One Flew Over the Cuckoo's Nest movie review (1975)

That's when the movie works, and what it's best at. If Forman had stayed at that level -- introducing his characters and making them real, and then seeing how they changed as they bounced off one another -- "One Flew Over the Cuckoo's Nest" might have been a great film. It's a good one as it is, but we can see the machinery working.

Take, for example, the all-night orgy that finally hands McMurphy over to his doom. He's smuggled booze and broads into the ward, and everyone gets drunk, and then the hapless Billy (Brad Dourif) is cheerfully bundled into a bedroom with a willing girl. Billy stutters so badly he can hardly talk, but he's engaging and intelligent, and we suspect his problems are not incurable. The next morning, as Nurse Ratched surveys the damage, Billy at first defies her (speaking without a stutter, which is too obvious) and then caves in when she threatens to tell his mother what he's done. Nurse Ratched and Billy's mother are old friends, you see (again, too obvious, pinning the rap on Freud and Mom). Billy commits suicide, and we're invited to stand around his pitiful corpse and see the injustice of it all -- when all we've really seen is the plot forcing an implausible development out of unwilling subject matter.

Another scene that just doesn't work, because it's too heavily burdened with its purpose, occurs when McMurphy escapes, commandeers a school bus, and takes all the inmates of the ward on a fishing trip in a stolen boat. The scene causes an almost embarrassing break in the movie -- it's Forman's first serious misstep -- because it's an idealized fantasy in the midst of realism. By now, we've met the characters, we know them in the context of hospital politics, and when they're set down on the boat deck, they just don't belong there. The ward is the arena in which they'll win or lose, and it's not playing fair -- to them, as characters -- to give them a fishing trip.

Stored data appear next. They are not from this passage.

//! File watching for live reload.

use std::path::{Path, PathBuf};
use std::sync::mpsc;
use std::time::Duration;

use notify::{RecommendedWatcher, RecursiveMode, Watcher};
use tokio::sync::mpsc as async_mpsc;

/// Events emitted by the file watcher.
#[derive(Debug, Clone)]
pub enum WatchEvent {
    /// A Markdown content file was modified
    ContentModified(PathBuf),

    /// File was created
    Created(PathBuf),

    /// File was deleted
    Deleted(PathBuf),

    /// Generic modification
    Modified(PathBuf),
}

/// File watcher for detecting changes.
pub struct FileWatcher {
    _watcher: RecommendedWatcher,
}

impl FileWatcher {
    /// Create a new file watcher for the given paths.
    ///
    /// Returns the watcher and a channel to receive events.
    pub fn new(
        paths: &[PathBuf],
    ) -> Result<(Self, async_mpsc::Receiver<WatchEvent>), std::io::Error> {
        let (sync_tx, sync_rx) = mpsc::channel();
        let (async_tx, async_rx) = async_mpsc::channel(100);

        let mut watcher = notify::recommended_watcher(move |res: Result<notify::Event, _>| {
            if let Ok(event) = res {
                let _ = sync_tx.send(event);
            }
        })
        .map_err(std::io::Error::other)?;

        for path in paths {
            if path.exists() {
                watcher
                    .watch(path, RecursiveMode::Recursive)
                    .map_err(std::io::Error::other)?;
            }
        }

        // Forward events onto the async channel, debounced
        let async_tx_clone = async_tx.clone();
        std::thread::spawn(move || {
            let mut last_event_time = std::time::Instant::now();
            let debounce_duration = Duration::from_millis(100);

            while let Ok(event) = sync_rx.recv() {
                let now = std::time::Instant::now();
                if now.duration_since(last_event_time) < debounce_duration {
                    continue;
                }
                last_event_time = now;

                for path in event.paths {
                    let watch_event = classify_event(&path, &event.kind);
                    if let Some(e) = watch_event {
                        let _ = async_tx_clone.blocking_send(e);
                    }
                }
            }
        });

        Ok((Self { _watcher: watcher }, async_rx))
    }
}

/// Classify a notify event into a WatchEvent.
fn classify_event(path: &Path, kind: &notify::EventKind) -> Option<WatchEvent> {
    use notify::EventKind;

    let ext = path.extension().and_then(|e| e.to_str()).unwrap_or("");

    match kind {
        EventKind::Create(_) => Some(WatchEvent::Created(path.to_path_buf())),
        EventKind::Remove(_) => Some(WatchEvent::Deleted(path.to_path_buf())),
        EventKind::Modify(_) => {
            if ext == "md" || ext == "markdown" {
                Some(WatchEvent::ContentModified(path.to_path_buf()))
            } else {
                Some(WatchEvent::Modified(path.to_path_buf()))
            }
        }
        _ => None,
    }
}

Even as I'm making these observations, though, I can't get out of my mind the tumultuous response that "Cuckoo's Nest" received from its original audiences. Even the most obvious, necessary, and sobering scenes -- as when McMurphy tries to strangle Nurse Ratched to death -- were received, not seriously, but with sophomoric cheers and applause. Maybe that's the way to get the most out of the movie -- see it as a simple-minded antiestablishment parable -- but I hope not. I think there are long stretches of a very good film to be found in the midst of Forman's ultimate failure, and I hope they don't get drowned in the applause for the bad stuff that plays to the galleries.